• _Description of the task_
In exact form, please repeat the records from their opening line down to the line with "let result = fetch_all_pages(provider, pages).await;", including that line.

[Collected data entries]
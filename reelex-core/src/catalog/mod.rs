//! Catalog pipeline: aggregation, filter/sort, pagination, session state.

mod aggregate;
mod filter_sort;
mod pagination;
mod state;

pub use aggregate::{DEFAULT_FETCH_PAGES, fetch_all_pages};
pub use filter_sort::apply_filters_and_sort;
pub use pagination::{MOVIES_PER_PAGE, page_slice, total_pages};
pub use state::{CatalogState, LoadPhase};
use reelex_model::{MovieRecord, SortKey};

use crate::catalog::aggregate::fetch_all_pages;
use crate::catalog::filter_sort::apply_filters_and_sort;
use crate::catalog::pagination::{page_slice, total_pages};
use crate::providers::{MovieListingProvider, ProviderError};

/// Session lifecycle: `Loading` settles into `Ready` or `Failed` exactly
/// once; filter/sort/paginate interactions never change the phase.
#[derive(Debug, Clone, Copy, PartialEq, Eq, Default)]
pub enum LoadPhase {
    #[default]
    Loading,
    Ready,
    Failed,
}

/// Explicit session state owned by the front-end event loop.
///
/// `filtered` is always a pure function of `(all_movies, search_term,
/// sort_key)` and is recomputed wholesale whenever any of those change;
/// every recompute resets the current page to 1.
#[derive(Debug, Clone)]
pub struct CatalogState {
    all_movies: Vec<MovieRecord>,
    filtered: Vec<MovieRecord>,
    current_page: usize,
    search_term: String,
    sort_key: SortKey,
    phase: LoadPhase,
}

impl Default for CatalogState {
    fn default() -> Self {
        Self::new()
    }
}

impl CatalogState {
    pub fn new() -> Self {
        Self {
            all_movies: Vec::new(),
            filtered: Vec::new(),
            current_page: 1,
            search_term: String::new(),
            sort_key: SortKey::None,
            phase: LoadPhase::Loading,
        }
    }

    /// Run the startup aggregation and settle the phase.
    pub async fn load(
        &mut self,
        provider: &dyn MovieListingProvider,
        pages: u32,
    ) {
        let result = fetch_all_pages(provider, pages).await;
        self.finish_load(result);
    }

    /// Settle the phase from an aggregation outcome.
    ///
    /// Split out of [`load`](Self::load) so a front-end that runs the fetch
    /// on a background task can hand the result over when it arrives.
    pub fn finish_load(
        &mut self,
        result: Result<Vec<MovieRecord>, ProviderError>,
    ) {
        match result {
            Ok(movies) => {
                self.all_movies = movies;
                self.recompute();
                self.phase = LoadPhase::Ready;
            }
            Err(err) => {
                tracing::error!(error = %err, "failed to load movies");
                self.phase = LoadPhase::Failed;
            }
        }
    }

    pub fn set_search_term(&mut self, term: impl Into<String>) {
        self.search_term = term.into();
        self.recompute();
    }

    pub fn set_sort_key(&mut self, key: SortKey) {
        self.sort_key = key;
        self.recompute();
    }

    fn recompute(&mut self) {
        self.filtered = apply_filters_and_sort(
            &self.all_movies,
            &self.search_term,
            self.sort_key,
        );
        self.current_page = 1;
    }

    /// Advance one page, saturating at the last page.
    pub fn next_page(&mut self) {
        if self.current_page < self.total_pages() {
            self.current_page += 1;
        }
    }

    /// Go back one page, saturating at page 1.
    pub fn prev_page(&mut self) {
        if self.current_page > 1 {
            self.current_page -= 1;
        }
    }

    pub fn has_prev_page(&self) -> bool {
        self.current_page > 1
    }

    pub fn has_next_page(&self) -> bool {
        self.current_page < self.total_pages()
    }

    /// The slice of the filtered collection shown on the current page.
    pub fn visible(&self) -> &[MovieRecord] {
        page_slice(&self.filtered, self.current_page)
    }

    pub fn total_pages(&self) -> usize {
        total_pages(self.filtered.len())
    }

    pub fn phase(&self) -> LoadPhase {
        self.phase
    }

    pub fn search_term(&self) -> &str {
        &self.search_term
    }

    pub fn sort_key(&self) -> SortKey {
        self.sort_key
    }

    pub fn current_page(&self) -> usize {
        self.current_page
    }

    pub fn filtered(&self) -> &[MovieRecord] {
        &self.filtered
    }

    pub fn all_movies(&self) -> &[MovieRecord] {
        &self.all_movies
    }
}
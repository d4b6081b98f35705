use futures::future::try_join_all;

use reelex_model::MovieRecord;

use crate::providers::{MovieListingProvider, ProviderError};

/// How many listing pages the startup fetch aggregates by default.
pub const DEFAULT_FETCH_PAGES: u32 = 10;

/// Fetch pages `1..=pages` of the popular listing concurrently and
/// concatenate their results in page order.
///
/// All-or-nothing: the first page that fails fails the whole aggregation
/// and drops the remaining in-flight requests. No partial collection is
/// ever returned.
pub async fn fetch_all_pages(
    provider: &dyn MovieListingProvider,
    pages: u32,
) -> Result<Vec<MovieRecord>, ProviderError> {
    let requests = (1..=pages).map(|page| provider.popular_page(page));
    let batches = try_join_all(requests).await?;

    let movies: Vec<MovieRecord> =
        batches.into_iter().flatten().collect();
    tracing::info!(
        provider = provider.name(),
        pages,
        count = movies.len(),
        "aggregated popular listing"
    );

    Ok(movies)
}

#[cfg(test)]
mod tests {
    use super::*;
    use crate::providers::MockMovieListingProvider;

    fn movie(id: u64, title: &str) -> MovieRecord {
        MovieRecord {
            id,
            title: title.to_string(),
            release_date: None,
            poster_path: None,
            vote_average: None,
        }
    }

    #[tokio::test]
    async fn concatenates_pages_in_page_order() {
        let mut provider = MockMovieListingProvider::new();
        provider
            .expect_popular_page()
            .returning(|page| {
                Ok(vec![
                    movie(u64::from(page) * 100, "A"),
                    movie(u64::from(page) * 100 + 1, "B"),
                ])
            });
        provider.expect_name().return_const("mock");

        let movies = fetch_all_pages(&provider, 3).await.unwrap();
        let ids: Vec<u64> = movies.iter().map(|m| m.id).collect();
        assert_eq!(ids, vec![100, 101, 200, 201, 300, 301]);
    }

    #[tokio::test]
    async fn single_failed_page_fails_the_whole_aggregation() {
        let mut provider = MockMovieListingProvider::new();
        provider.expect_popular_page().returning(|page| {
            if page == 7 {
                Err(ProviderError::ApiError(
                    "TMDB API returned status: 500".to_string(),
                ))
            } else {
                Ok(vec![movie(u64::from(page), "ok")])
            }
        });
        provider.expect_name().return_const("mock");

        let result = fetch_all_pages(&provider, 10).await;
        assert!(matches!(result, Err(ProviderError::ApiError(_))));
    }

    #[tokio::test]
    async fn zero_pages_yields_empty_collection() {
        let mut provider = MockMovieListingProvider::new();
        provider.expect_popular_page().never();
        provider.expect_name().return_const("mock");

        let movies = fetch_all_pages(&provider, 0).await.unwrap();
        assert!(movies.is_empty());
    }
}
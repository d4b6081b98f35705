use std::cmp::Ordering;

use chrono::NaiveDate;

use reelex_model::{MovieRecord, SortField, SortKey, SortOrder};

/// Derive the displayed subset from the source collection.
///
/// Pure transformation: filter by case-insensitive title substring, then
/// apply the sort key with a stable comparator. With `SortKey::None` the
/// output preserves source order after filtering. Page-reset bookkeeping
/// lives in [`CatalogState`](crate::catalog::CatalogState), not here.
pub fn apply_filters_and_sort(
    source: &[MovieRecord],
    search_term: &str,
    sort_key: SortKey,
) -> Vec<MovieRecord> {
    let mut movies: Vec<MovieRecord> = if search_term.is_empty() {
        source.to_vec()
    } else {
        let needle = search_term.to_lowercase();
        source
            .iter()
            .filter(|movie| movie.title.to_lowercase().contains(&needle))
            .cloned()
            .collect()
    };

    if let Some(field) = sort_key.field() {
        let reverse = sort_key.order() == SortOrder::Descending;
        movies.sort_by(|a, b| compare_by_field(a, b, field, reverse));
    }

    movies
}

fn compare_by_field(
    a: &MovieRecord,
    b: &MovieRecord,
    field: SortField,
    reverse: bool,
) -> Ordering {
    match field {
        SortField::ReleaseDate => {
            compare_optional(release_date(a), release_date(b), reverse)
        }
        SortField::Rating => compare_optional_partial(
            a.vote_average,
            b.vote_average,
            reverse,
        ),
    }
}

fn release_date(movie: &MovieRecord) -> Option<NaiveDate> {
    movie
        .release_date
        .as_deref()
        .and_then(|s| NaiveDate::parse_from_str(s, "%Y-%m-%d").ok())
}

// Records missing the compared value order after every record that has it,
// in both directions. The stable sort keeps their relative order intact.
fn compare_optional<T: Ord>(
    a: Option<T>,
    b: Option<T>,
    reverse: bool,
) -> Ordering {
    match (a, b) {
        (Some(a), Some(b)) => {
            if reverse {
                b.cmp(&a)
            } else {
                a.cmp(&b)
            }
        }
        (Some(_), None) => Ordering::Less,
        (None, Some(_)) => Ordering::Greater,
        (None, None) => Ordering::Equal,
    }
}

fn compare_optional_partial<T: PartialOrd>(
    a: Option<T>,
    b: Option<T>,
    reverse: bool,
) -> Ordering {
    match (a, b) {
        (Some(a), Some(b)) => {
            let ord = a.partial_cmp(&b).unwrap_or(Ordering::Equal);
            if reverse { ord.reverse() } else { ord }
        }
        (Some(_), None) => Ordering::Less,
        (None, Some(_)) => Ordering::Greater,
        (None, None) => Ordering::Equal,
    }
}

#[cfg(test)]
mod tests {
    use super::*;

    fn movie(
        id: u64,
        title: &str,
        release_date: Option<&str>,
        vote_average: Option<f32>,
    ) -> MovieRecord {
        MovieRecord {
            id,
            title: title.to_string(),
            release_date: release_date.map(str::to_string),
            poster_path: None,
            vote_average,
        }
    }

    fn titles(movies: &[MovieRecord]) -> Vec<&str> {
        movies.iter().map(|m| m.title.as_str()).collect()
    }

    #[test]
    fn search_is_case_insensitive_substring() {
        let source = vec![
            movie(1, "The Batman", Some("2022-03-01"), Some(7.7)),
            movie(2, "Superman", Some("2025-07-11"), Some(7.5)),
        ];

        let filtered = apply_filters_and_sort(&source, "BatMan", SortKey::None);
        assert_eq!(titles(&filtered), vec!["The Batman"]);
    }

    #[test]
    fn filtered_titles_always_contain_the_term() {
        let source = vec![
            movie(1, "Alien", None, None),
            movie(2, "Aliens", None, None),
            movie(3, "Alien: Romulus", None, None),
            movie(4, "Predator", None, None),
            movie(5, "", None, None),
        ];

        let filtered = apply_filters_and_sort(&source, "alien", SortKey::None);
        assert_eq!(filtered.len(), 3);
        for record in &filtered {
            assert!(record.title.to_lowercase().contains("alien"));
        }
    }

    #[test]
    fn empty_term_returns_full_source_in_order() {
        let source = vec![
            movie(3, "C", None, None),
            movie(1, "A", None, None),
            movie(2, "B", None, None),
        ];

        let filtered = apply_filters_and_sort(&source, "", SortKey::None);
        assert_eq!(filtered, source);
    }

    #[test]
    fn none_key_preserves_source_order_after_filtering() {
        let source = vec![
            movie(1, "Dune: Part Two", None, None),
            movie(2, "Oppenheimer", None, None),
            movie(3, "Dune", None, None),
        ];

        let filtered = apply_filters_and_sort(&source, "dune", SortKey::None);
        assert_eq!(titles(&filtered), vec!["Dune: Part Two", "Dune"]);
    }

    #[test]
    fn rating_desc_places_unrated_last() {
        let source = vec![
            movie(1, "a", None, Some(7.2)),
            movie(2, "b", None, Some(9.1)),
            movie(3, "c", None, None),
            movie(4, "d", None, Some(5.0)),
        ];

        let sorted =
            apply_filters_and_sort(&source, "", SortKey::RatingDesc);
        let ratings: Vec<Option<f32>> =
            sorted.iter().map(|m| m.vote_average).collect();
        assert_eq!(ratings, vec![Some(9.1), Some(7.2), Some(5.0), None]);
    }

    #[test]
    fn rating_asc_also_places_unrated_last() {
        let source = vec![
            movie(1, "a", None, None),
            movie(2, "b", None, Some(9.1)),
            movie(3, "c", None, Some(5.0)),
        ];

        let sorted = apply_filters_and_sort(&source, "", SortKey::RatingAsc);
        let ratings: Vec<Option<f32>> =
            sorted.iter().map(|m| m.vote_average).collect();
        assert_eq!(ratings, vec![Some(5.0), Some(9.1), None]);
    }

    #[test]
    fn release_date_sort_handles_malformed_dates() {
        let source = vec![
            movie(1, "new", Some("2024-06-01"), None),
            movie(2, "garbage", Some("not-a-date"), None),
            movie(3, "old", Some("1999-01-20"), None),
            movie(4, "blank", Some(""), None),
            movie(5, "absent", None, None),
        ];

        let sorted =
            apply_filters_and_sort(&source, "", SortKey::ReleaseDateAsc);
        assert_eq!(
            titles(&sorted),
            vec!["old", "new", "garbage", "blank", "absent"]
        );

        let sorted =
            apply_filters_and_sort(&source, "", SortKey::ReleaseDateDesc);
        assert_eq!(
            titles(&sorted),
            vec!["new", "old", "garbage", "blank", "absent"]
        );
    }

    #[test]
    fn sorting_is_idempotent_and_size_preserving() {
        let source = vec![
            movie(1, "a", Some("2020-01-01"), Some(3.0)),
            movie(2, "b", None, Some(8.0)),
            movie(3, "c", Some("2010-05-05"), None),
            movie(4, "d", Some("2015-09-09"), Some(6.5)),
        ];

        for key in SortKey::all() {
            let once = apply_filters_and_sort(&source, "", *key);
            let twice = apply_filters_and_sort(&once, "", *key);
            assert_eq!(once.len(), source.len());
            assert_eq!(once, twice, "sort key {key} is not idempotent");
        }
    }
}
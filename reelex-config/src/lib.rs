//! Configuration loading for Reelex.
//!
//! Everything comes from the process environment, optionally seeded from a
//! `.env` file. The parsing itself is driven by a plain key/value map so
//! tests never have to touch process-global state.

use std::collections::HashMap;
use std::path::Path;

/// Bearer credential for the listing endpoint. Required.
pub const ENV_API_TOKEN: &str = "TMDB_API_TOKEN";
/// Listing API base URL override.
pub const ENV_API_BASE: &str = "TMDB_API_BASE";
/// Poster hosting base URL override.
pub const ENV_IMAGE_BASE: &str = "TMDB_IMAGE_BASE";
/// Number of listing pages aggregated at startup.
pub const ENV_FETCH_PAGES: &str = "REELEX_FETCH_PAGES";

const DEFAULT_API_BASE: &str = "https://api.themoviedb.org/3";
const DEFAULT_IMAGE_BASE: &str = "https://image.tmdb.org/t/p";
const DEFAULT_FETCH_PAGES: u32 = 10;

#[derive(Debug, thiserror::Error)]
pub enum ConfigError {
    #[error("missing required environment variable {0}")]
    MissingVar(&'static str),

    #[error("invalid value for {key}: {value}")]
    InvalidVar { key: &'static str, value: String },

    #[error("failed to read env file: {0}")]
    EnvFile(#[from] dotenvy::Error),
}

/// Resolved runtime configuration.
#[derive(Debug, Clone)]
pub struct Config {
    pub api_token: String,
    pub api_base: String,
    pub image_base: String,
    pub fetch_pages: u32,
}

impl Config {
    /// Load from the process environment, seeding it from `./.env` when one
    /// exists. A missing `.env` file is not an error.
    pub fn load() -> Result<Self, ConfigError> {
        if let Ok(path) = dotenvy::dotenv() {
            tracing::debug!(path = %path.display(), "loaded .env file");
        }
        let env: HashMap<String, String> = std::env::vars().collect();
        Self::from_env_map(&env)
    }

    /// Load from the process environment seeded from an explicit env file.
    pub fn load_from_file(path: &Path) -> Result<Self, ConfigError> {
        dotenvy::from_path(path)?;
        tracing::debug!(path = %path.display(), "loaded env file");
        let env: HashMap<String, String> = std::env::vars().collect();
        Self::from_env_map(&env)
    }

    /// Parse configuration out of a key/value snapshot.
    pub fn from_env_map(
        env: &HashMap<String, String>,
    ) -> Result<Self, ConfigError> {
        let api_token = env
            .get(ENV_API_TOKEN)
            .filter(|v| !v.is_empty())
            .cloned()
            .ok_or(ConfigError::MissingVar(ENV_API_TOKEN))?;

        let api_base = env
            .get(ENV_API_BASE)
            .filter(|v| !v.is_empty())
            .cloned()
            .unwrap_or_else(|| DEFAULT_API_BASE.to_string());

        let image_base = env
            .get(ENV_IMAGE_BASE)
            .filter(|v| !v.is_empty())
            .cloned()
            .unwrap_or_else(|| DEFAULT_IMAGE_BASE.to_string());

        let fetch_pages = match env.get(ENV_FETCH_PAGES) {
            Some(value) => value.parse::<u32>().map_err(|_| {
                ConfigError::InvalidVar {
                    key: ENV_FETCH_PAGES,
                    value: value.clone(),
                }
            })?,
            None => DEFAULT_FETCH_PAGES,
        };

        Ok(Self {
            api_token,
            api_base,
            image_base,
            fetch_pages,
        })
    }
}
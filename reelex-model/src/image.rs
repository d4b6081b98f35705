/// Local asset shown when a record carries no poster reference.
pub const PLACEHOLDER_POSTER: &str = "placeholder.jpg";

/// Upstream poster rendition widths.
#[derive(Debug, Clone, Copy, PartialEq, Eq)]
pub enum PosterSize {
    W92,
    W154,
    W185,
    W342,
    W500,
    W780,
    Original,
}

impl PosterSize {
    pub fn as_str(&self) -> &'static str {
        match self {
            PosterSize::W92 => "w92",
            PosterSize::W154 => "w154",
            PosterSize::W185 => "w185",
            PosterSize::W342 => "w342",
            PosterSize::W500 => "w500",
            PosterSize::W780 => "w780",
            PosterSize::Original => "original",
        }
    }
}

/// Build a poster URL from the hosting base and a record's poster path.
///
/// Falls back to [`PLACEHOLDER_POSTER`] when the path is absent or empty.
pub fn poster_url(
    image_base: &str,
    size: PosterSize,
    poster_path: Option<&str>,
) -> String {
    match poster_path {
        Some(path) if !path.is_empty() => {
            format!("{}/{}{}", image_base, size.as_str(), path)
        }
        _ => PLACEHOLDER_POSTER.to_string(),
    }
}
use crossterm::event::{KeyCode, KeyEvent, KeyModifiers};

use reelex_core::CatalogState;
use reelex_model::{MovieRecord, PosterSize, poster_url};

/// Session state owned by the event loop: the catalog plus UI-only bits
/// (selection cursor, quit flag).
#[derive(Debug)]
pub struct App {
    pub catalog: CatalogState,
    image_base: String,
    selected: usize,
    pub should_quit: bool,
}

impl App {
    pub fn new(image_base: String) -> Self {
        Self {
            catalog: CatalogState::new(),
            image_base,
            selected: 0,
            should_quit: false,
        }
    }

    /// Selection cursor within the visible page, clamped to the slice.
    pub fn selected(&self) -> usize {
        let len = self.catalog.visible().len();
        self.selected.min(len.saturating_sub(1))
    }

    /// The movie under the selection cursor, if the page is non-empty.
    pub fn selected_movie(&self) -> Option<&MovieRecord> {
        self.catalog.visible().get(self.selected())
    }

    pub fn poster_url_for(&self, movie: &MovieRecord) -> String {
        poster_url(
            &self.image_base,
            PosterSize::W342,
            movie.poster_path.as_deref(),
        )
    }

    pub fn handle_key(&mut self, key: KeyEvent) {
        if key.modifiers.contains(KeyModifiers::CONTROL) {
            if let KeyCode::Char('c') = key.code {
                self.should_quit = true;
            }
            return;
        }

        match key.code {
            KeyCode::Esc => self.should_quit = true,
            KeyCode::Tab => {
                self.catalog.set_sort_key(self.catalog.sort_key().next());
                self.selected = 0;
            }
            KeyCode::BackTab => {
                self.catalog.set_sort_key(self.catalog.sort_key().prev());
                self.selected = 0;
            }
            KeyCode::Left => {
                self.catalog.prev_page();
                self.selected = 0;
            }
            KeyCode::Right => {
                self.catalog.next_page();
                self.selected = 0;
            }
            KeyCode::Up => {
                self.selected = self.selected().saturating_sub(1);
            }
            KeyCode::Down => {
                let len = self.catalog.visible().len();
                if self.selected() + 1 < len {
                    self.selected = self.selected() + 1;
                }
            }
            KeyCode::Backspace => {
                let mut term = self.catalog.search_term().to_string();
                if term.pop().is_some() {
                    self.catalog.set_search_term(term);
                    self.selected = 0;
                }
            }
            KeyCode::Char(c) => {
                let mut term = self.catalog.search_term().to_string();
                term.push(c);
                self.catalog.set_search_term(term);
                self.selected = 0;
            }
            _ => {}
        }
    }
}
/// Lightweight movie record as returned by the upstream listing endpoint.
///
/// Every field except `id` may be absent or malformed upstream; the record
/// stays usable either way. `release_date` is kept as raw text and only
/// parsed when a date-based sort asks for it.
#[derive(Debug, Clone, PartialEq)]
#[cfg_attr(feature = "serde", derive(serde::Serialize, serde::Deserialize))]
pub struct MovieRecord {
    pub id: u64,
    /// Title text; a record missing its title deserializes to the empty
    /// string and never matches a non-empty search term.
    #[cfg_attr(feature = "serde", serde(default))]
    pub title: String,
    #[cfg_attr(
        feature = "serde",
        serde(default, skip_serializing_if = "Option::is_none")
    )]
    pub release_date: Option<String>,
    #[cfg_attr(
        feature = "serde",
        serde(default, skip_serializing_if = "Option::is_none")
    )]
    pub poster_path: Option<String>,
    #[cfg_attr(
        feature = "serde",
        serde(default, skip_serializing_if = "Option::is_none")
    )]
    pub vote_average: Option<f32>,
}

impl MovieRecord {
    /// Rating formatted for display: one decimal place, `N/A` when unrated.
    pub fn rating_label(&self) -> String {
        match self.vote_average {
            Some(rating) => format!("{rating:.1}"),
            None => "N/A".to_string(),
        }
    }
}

• _Result of the exercise_
filename reelex-core/src/catalog/mod.rs
//! Catalog pipeline: aggregation, filter/sort, pagination, session state.

mod aggregate;
mod filter_sort;
mod pagination;
mod state;

pub use aggregate::{DEFAULT_FETCH_PAGES, fetch_all_pages};
pub use filter_sort::apply_filters_and_sort;
pub use pagination::{MOVIES_PER_PAGE, page_slice, total_pages};
pub use state::{CatalogState, LoadPhase};
use reelex_model::{MovieRecord, SortKey};

use crate::catalog::aggregate::fetch_all_pages;
use crate::catalog::filter_sort::apply_filters_and_sort;
use crate::catalog::pagination::{page_slice, total_pages};
use crate::providers::{MovieListingProvider, ProviderError};

/// Session lifecycle: `Loading` settles into `Ready` or `Failed` exactly
/// once; filter/sort/paginate interactions never change the phase.
#[derive(Debug, Clone, Copy, PartialEq, Eq, Default)]
pub enum LoadPhase {
    #[default]
    Loading,
    Ready,
    Failed,
}

/// Explicit session state owned by the front-end event loop.
///
/// `filtered` is always a pure function of `(all_movies, search_term,
/// sort_key)` and is recomputed wholesale whenever any of those change;
/// every recompute resets the current page to 1.
#[derive(Debug, Clone)]
pub struct CatalogState {
    all_movies: Vec<MovieRecord>,
    filtered: Vec<MovieRecord>,
    current_page: usize,
    search_term: String,
    sort_key: SortKey,
    phase: LoadPhase,
}

impl Default for CatalogState {
    fn default() -> Self {
        Self::new()
    }
}

impl CatalogState {
    pub fn new() -> Self {
        Self {
            all_movies: Vec::new(),
            filtered: Vec::new(),
            current_page: 1,
            search_term: String::new(),
            sort_key: SortKey::None,
            phase: LoadPhase::Loading,
        }
    }

    /// Run the startup aggregation and settle the phase.
    pub async fn load(
        &mut self,
        provider: &dyn MovieListingProvider,
        pages: u32,
    ) {
        let result = fetch_all_pages(provider, pages).await;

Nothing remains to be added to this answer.